Task instructions
For this exercise, reproduce the entries below exactly, but only from the line containing "doesn't match timestamps" through the line containing "if values.iter().any(|v| !v.is_finite())", both included.

###

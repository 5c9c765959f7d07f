//! Projection from a design system to a concrete theme.
//!
//! Projection is pure: the same system and mode always produce the same
//! [`ThemeDef`], and the atmosphere comes from the system id alone.

use tracing::debug;

use appforge_schema::{
    AnimationPrefs, Atmosphere, Backdrop, Decoration, ThemeColors, ThemeDef, ThemeMode,
    ThemeTypography,
};

use crate::systems::{DesignSystem, DesignSystemId, MODERN, Palette};

/// Flatten a design system into the theme a renderer consumes.
pub fn design_system_to_theme(system: &DesignSystem, mode: ThemeMode) -> ThemeDef {
    let palette = match mode {
        ThemeMode::Light => &system.light,
        ThemeMode::Dark => &system.dark,
    };

    debug!(system = %system.id, mode = ?mode, "projecting design system to theme");

    ThemeDef {
        design_system: system.id.as_str().to_string(),
        mode,
        colors: colors_from(palette),
        typography: ThemeTypography {
            font_family: system.typography.font_family.to_string(),
            heading_family: system.typography.heading_family.to_string(),
            base_size: system.typography.base_size.to_string(),
        },
        border_radius: system.border_radius.to_string(),
        spacing_unit: system.spacing_unit.to_string(),
        shadow: system.shadow,
        animation: AnimationPrefs {
            speed: system.animation_speed.to_string(),
            easing: system.animation_easing.to_string(),
        },
        atmosphere: atmosphere_for(system.id),
    }
}

/// The neutral default theme used when no industry signal exists.
pub fn default_theme(mode: ThemeMode) -> ThemeDef {
    design_system_to_theme(&MODERN, mode)
}

/// Atmosphere for a system id.  Fixed pairing, never chosen independently
/// of the system.
pub fn atmosphere_for(id: DesignSystemId) -> Atmosphere {
    let (backdrop, decoration) = match id {
        DesignSystemId::Trust => (Backdrop::Solid, Decoration::None),
        DesignSystemId::Care => (Backdrop::SoftGradient, Decoration::None),
        DesignSystemId::Industrial => (Backdrop::Carbon, Decoration::Grid),
        DesignSystemId::Craft => (Backdrop::Paper, Decoration::Dots),
        DesignSystemId::Modern => (Backdrop::Solid, Decoration::None),
        DesignSystemId::Luxury => (Backdrop::Solid, Decoration::None),
        DesignSystemId::Friendly => (Backdrop::SoftGradient, Decoration::Waves),
        DesignSystemId::Precision => (Backdrop::Solid, Decoration::Grid),
        DesignSystemId::Expressive => (Backdrop::Mesh, Decoration::Dots),
        DesignSystemId::Energy => (Backdrop::Carbon, Decoration::None),
    };
    Atmosphere {
        backdrop,
        decoration,
    }
}

fn colors_from(palette: &Palette) -> ThemeColors {
    ThemeColors {
        primary: palette.primary.to_string(),
        accent: palette.accent.to_string(),
        background: palette.background.to_string(),
        surface: palette.surface.to_string(),
        text: palette.text.to_string(),
        text_muted: palette.text_muted.to_string(),
        success: palette.success.to_string(),
        warning: palette.warning.to_string(),
        danger: palette.danger.to_string(),
    }
}

// ---------------------------------------------------------------------------
// Tests
// ---------------------------------------------------------------------------
//! Inverse-error weighted combination of model forecasts

use crate::error::{ForecastError, Result};
use crate::models::FitResult;
use chrono::{DateTime, Utc};
use log::{debug, warn};
use serde::Serialize;
use std::collections::BTreeMap;

/// Default constant added to each MAPE before inversion
pub const DEFAULT_EPSILON: f64 = 0.01;

/// Weighted combination of several model forecasts
#[derive(Debug, Clone, PartialEq, Serialize)]
pub struct EnsembleResult {
    timestamps: Vec<DateTime<Utc>>,
    values: Vec<f64>,
    weights: BTreeMap<String, f64>,
}

impl EnsembleResult {
    pub fn timestamps(&self) -> &[DateTime<Utc>] {
        &self.timestamps
    }

    pub fn values(&self) -> &[f64] {
        &self.values
    }

    /// Normalized weight per contributing model, keyed by model name
    pub fn weights(&self) -> &BTreeMap<String, f64> {
        &self.weights
    }

    pub fn horizon(&self) -> usize {
        self.values.len()
    }
}

/// Merges model forecasts with weights proportional to `1 / (MAPE + ε)`
#[derive(Debug, Clone, Copy, PartialEq)]
pub struct EnsembleCombiner {
    epsilon: f64,
}

impl Default for EnsembleCombiner {
    fn default() -> Self {
        Self {
            epsilon: DEFAULT_EPSILON,
        }
    }
}

impl EnsembleCombiner {
    pub fn new(epsilon: f64) -> Result<Self> {
        if !(epsilon > 0.0) || !epsilon.is_finite() {
            return Err(ForecastError::InvalidParameter(
                "Ensemble epsilon must be positive".to_string(),
            ));
        }
        Ok(Self { epsilon })
    }

    pub fn epsilon(&self) -> f64 {
        self.epsilon
    }

    /// Normalized weights for every model with a finite, non-negative MAPE
    pub fn weights(&self, forecasts: &BTreeMap<String, FitResult>) -> Result<BTreeMap<String, f64>> {
        let mut raw = BTreeMap::new();
        for (name, fit) in forecasts {
            let mape = fit.mape();
            if mape.is_finite() && mape >= 0.0 {
                raw.insert(name.clone(), 1.0 / (mape + self.epsilon));
            } else {
                warn!("Excluding {name} from the ensemble: MAPE is {mape}");
            }
        }

        let total: f64 = raw.values().sum();
        if raw.is_empty() || !(total > 0.0) || !total.is_finite() {
            return Err(ForecastError::EnsembleError(
                "No model has a usable error metric to weight by".to_string(),
            ));
        }

        Ok(raw.into_iter().map(|(name, w)| (name, w / total)).collect())
    }

    /// Combine forecasts sharing one timestamp sequence
    pub fn combine(&self, forecasts: &BTreeMap<String, FitResult>) -> Result<EnsembleResult> {
        let reference = forecasts.values().next().ok_or_else(|| {
            ForecastError::EnsembleError("No forecasts to combine".to_string())
        })?;

        for (name, fit) in forecasts {
            if fit.values().len() != reference.values().len() {
                return Err(ForecastError::EnsembleError(format!(
                    "{} forecasts {} periods but {} forecasts {}",
                    name,
                    fit.values().len(),
                    reference.model(),
                    reference.values().len()
                )));
            }
            if fit.timestamps() != reference.timestamps() {
                return Err(ForecastError::EnsembleError(format!(
                    "{} forecast timestamps differ from {}",
                    name,
                    reference.model()
                )));
            }
        }

        let weights = self.weights(forecasts)?;
        let mut values = vec![0.0; reference.values().len()];
        for (name, weight) in &weights {
            if let Some(fit) = forecasts.get(name) {
                for (acc, v) in values.iter_mut().zip(fit.values()) {
                    *acc += weight * v;
                }
            }
        }

        debug!("Ensemble weights: {weights:?}");
        Ok(EnsembleResult {
            timestamps: reference.timestamps().to_vec(),
            values,
            weights,
        })
    }
}
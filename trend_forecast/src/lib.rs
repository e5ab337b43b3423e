//! # Trend Forecast
//!
//! Forecasting and lag-correlation analysis for public-interest time series.
//!
//! ## Features
//!
//! - Daily time series handling with CSV ingestion and seeded synthetic
//!   reference series
//! - Forecasting models (seasonal decomposition with uncertainty bounds,
//!   ARIMA) behind one [`ForecastModel`] trait
//! - Inverse-MAPE weighted ensemble of every model that fits
//! - Lag sweep with Pearson and Spearman correlation and a plain-language
//!   interpretation of the strongest lag
//!
//! ## Quick Start
//!
//! ```rust
//! use chrono::{TimeZone, Utc};
//! use trend_forecast::{CorrelationAnalyzer, ForecastEngine, TimeSeries};
//!
//! let start = Utc.with_ymd_and_hms(2024, 1, 1, 0, 0, 0).unwrap();
//! let interest: Vec<f64> = (0..60).map(|i| 40.0 + (i as f64 * 0.4).sin() * 5.0).collect();
//! let series = TimeSeries::from_values(start, interest);
//!
//! // Forecast the next two weeks
//! let prediction = ForecastEngine::default().predict(&series, 14)?;
//! let ensemble = prediction.ensemble().expect("both models fit 60 points");
//! assert_eq!(ensemble.values().len(), 14);
//!
//! // Correlate against a reproducible reference series
//! let reference = TimeSeries::synthetic(42, start, 60, 50.0, 10.0)?;
//! let report = CorrelationAnalyzer::new().analyze_series(&series, &reference, 7)?;
//! assert_eq!(report.records().len(), 15);
//! # Ok::<(), trend_forecast::ForecastError>(())
//! ```

pub mod alignment;
pub mod config;
pub mod correlation;
pub mod data;
pub mod engine;
pub mod ensemble;
pub mod error;
pub mod models;
pub mod utils;

// Re-export commonly used types
pub use crate::alignment::align;
pub use crate::config::EngineConfig;
pub use crate::correlation::{CorrelationAnalyzer, CorrelationReport, LagCorrelationRecord};
pub use crate::data::TimeSeries;
pub use crate::engine::{ForecastEngine, Prediction};
pub use crate::ensemble::{EnsembleCombiner, EnsembleResult};
pub use crate::error::{ForecastError, Result};
pub use crate::models::{
    AutoRegressiveModel, FitResult, ForecastModel, ModelMetrics, SeasonalDecompositionModel,
};

// Version information
pub const VERSION: &str = env!("CARGO_PKG_VERSION");
pub const NAME: &str = env!("CARGO_PKG_NAME");
//! Forecasting models for time series data

use crate::data::TimeSeries;
use crate::error::{ForecastError, Result};
use chrono::{DateTime, Utc};
use serde::{Deserialize, Serialize};
use std::fmt::{self, Debug};
use trend_math::metrics::FitAccuracy;

/// In-sample fit quality of one model
#[derive(Debug, Clone, Copy, PartialEq, Serialize, Deserialize)]
pub struct ModelMetrics {
    /// Mean absolute percentage error, as a fraction
    pub mape: f64,
    /// Root mean squared error
    pub rmse: f64,
    /// Mean absolute error
    pub mae: f64,
}

impl From<FitAccuracy> for ModelMetrics {
    fn from(accuracy: FitAccuracy) -> Self {
        Self {
            mape: accuracy.mape,
            rmse: accuracy.rmse,
            mae: accuracy.mae,
        }
    }
}

impl fmt::Display for ModelMetrics {
    fn fmt(&self, f: &mut fmt::Formatter<'_>) -> fmt::Result {
        write!(
            f,
            "MAPE {:.2}%  RMSE {:.3}  MAE {:.3}",
            self.mape * 100.0,
            self.rmse,
            self.mae
        )
    }
}

/// Forecast produced by a single model
#[derive(Debug, Clone, PartialEq, Serialize)]
pub struct FitResult {
    model: String,
    timestamps: Vec<DateTime<Utc>>,
    values: Vec<f64>,
    lower_bound: Option<Vec<f64>>,
    upper_bound: Option<Vec<f64>>,
    metrics: ModelMetrics,
}

impl FitResult {
    /// Create a new point forecast
    pub fn new(
        model: &str,
        timestamps: Vec<DateTime<Utc>>,
        values: Vec<f64>,
        metrics: ModelMetrics,
    ) -> Result<Self> {
        if values.len() != timestamps.len() {
            return Err(ForecastError::fit(
                model,
                format!(
                    "Values length ({}) doesn't match timestamps length ({})",
                    values.len(),
                    timestamps.len()
                ),
            ));
        }
        if values.iter().any(|v| !v.is_finite()) {
            return Err(ForecastError::fit(model, "forecast contains non-finite values"));
        }

        Ok(Self {
            model: model.to_string(),
            timestamps,
            values,
            lower_bound: None,
            upper_bound: None,
            metrics,
        })
    }

    /// Attach lower/upper uncertainty bounds
    pub fn with_bounds(mut self, lower: Vec<f64>, upper: Vec<f64>) -> Result<Self> {
        if lower.len() != self.values.len() || upper.len() != self.values.len() {
            return Err(ForecastError::fit(
                &self.model,
                format!(
                    "Bounds lengths ({}, {}) don't match values length ({})",
                    lower.len(),
                    upper.len(),
                    self.values.len()
                ),
            ));
        }

        self.lower_bound = Some(lower);
        self.upper_bound = Some(upper);
        Ok(self)
    }

    pub fn model(&self) -> &str {
        &self.model
    }

    pub fn timestamps(&self) -> &[DateTime<Utc>] {
        &self.timestamps
    }

    pub fn values(&self) -> &[f64] {
        &self.values
    }

    /// Number of periods forecasted
    pub fn horizon(&self) -> usize {
        self.values.len()
    }

    pub fn lower_bound(&self) -> Option<&[f64]> {
        self.lower_bound.as_deref()
    }

    pub fn upper_bound(&self) -> Option<&[f64]> {
        self.upper_bound.as_deref()
    }

    pub fn metrics(&self) -> ModelMetrics {
        self.metrics
    }

    pub fn mape(&self) -> f64 {
        self.metrics.mape
    }

    pub fn rmse(&self) -> f64 {
        self.metrics.rmse
    }
}

/// Common interface for forecasting models.
///
/// A model fits one series, extrapolates `horizon` daily periods past its
/// last observation and scores its own in-sample reconstruction.
pub trait ForecastModel: Debug + Send + Sync {
    /// Name the model is registered and reported under
    fn name(&self) -> &str;

    /// Fit the series and forecast `horizon` periods
    fn fit_and_forecast(&self, series: &TimeSeries, horizon: usize) -> Result<FitResult>;
}

/// Checks shared by every model before fitting
pub(crate) fn validate_input(
    model: &str,
    series: &TimeSeries,
    horizon: usize,
    min_observations: usize,
) -> Result<()> {
    if horizon == 0 {
        return Err(ForecastError::InvalidParameter(
            "Horizon must be at least 1".to_string(),
        ));
    }
    if series.len() < min_observations {
        return Err(ForecastError::InsufficientDataError {
            model: model.to_string(),
            required: min_observations,
            actual: series.len(),
        });
    }
    if series.has_non_finite() {
        return Err(ForecastError::DataError(format!(
            "{model}: series contains non-finite values"
        )));
    }
    Ok(())
}

pub mod arima;
pub mod seasonal;

pub use arima::AutoRegressiveModel;
pub use seasonal::SeasonalDecompositionModel;
//! In-sample fit quality metrics

use crate::{MathError, Result};
use serde::{Deserialize, Serialize};

/// Fit quality of a reconstructed series against the observed one
#[derive(Debug, Clone, Copy, PartialEq, Serialize, Deserialize)]
pub struct FitAccuracy {
    /// Mean Absolute Error
    pub mae: f64,
    /// Root Mean Squared Error
    pub rmse: f64,
    /// Mean Absolute Percentage Error, as a fraction (0.05 = 5%)
    pub mape: f64,
}

fn check_lengths(actual: &[f64], fitted: &[f64]) -> Result<()> {
    if actual.len() != fitted.len() {
        return Err(MathError::InvalidInput(format!(
            "Actual length ({}) doesn't match fitted length ({})",
            actual.len(),
            fitted.len()
        )));
    }
    if actual.is_empty() {
        return Err(MathError::InsufficientData(
            "Cannot score an empty fit".to_string(),
        ));
    }
    Ok(())
}

/// Mean absolute percentage error as a fraction.
///
/// Observations equal to zero are guarded with machine epsilon in the
/// denominator, so a miss on a zero observation yields a very large but
/// finite error.
pub fn mean_absolute_percentage_error(actual: &[f64], fitted: &[f64]) -> Result<f64> {
    check_lengths(actual, fitted)?;
    let total: f64 = actual
        .iter()
        .zip(fitted)
        .map(|(&a, &f)| (a - f).abs() / a.abs().max(f64::EPSILON))
        .sum();
    Ok(total / actual.len() as f64)
}

pub fn root_mean_squared_error(actual: &[f64], fitted: &[f64]) -> Result<f64> {
    check_lengths(actual, fitted)?;
    let mse = actual
        .iter()
        .zip(fitted)
        .map(|(&a, &f)| (a - f).powi(2))
        .sum::<f64>()
        / actual.len() as f64;
    Ok(mse.sqrt())
}

pub fn mean_absolute_error(actual: &[f64], fitted: &[f64]) -> Result<f64> {
    check_lengths(actual, fitted)?;
    let total: f64 = actual.iter().zip(fitted).map(|(&a, &f)| (a - f).abs()).sum();
    Ok(total / actual.len() as f64)
}

/// All fit metrics at once
pub fn fit_accuracy(actual: &[f64], fitted: &[f64]) -> Result<FitAccuracy> {
    Ok(FitAccuracy {
        mae: mean_absolute_error(actual, fitted)?,
        rmse: root_mean_squared_error(actual, fitted)?,
        mape: mean_absolute_percentage_error(actual, fitted)?,
    })
}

###

Expected answer
                    "Values length ({}) doesn't match timestamps length ({})",
                    values.len(),
                    timestamps.len()
                ),
            ));
        }
        if values.iter().any(|v| !v.is_finite()) {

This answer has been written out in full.